● **WORK REQUEST**
Check each line of the entries below for the word "ends", and copy out the ones that have it.

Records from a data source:
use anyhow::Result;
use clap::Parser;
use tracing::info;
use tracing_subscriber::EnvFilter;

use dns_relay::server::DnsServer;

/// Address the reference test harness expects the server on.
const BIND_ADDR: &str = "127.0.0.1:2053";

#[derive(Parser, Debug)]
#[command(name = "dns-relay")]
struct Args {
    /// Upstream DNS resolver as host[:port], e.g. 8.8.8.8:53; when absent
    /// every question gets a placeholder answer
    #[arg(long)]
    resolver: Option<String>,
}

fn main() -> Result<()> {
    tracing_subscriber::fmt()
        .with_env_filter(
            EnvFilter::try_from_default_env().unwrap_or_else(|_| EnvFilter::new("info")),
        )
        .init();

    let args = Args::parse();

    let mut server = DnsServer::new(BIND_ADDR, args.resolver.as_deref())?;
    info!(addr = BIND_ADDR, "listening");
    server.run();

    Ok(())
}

--

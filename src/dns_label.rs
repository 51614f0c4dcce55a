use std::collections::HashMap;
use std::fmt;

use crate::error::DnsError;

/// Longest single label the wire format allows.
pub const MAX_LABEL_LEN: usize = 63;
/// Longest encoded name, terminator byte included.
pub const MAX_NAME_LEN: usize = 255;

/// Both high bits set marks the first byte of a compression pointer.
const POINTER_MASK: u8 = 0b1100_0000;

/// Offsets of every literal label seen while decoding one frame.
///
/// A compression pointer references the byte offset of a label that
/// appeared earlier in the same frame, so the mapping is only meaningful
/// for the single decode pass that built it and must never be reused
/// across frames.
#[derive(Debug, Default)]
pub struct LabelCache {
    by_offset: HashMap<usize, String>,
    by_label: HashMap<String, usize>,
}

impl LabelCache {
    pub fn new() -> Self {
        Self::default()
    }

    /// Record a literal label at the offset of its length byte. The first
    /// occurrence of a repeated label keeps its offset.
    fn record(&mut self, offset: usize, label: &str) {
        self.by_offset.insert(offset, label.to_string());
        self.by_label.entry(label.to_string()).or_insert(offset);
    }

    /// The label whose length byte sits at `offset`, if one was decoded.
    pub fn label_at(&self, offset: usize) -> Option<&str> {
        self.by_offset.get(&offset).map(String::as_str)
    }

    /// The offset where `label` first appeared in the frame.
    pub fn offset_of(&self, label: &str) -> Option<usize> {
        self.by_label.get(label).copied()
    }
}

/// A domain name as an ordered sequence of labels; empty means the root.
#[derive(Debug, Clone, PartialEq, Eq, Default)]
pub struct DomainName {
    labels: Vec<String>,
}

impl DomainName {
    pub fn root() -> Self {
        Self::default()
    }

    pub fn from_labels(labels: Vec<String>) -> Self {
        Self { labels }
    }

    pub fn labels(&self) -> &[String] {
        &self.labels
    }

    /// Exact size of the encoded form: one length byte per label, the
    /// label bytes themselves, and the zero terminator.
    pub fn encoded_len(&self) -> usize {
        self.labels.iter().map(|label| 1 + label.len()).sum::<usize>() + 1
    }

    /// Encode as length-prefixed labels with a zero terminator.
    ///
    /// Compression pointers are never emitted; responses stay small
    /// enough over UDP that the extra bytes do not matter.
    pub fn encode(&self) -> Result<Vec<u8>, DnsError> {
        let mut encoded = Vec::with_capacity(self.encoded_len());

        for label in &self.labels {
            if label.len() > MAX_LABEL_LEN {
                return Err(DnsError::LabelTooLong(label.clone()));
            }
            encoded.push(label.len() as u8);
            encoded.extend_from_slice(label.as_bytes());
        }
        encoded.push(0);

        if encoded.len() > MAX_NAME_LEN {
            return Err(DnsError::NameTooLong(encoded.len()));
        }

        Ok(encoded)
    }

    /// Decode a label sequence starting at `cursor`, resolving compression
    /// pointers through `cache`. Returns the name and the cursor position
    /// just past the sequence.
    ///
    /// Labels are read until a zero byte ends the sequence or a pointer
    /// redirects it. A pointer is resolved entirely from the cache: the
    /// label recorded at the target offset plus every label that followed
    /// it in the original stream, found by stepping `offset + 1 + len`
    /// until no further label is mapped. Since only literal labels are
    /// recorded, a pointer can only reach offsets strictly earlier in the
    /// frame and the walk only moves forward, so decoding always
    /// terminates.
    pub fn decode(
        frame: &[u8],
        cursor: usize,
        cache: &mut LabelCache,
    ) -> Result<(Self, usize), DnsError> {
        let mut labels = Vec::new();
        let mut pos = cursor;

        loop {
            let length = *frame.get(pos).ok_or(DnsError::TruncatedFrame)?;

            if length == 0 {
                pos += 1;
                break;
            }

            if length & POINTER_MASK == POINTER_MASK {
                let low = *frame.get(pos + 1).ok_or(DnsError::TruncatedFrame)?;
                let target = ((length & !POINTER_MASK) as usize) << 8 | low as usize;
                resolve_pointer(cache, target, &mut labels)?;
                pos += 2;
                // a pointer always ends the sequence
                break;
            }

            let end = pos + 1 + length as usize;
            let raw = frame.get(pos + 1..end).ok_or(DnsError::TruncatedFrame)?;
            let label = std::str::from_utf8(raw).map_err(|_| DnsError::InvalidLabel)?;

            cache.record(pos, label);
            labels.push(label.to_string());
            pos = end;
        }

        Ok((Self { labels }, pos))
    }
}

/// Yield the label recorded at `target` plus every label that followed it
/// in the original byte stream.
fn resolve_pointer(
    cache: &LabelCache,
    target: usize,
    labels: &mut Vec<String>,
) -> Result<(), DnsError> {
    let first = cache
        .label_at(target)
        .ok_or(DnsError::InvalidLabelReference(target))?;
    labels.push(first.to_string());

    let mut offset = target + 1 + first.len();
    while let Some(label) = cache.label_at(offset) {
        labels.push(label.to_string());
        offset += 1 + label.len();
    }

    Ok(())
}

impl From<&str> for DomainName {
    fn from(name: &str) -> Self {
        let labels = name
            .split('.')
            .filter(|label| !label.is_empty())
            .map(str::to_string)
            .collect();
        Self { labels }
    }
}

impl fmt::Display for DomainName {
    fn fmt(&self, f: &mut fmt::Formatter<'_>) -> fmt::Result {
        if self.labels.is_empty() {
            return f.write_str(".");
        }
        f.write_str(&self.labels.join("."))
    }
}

---

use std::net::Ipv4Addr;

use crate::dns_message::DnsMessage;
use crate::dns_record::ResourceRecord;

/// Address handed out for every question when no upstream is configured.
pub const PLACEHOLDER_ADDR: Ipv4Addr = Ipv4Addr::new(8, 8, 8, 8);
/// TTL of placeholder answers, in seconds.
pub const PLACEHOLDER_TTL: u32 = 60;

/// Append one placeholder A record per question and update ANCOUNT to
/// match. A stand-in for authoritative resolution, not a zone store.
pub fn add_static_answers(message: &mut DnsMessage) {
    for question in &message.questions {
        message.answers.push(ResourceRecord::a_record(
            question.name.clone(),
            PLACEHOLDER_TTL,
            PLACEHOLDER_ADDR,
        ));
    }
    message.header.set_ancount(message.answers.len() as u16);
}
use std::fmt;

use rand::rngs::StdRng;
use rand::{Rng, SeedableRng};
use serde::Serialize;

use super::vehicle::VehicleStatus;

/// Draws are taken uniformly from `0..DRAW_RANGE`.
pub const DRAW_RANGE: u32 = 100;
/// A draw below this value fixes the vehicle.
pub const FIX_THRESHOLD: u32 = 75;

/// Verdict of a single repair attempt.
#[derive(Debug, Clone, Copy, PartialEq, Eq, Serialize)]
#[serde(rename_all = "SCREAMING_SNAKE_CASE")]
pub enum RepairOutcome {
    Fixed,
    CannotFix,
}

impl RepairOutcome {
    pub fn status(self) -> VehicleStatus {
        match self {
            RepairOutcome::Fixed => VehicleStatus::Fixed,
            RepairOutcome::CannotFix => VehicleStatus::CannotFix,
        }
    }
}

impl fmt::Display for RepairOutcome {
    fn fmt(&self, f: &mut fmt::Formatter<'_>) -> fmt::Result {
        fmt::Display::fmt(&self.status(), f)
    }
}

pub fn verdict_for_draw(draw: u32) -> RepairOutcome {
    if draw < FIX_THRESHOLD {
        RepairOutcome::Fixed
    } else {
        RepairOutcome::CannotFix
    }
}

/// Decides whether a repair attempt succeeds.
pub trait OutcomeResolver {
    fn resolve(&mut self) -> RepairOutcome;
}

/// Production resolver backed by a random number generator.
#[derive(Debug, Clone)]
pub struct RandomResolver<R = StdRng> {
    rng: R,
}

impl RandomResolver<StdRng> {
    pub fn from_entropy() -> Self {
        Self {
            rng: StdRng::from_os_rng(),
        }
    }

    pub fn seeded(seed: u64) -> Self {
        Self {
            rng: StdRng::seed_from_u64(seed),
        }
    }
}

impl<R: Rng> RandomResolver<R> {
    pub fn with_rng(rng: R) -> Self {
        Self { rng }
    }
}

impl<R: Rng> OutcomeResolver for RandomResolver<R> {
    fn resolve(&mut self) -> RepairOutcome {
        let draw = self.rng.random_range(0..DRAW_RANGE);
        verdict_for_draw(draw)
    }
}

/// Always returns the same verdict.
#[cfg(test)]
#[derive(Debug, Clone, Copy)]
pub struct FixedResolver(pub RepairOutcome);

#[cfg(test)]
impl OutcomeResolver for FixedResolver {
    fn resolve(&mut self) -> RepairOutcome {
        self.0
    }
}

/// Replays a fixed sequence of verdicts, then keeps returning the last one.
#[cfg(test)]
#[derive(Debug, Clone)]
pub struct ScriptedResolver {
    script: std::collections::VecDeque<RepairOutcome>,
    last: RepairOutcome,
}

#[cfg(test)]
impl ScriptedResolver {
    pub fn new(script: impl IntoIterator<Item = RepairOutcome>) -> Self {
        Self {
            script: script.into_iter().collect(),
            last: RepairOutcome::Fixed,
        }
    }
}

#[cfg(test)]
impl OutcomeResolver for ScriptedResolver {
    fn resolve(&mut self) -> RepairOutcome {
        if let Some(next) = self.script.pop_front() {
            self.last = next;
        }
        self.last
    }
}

● **WRITTEN ANSWER**
    /// Labels are read until a zero byte ends the sequence or a pointer
                // a pointer always ends the sequence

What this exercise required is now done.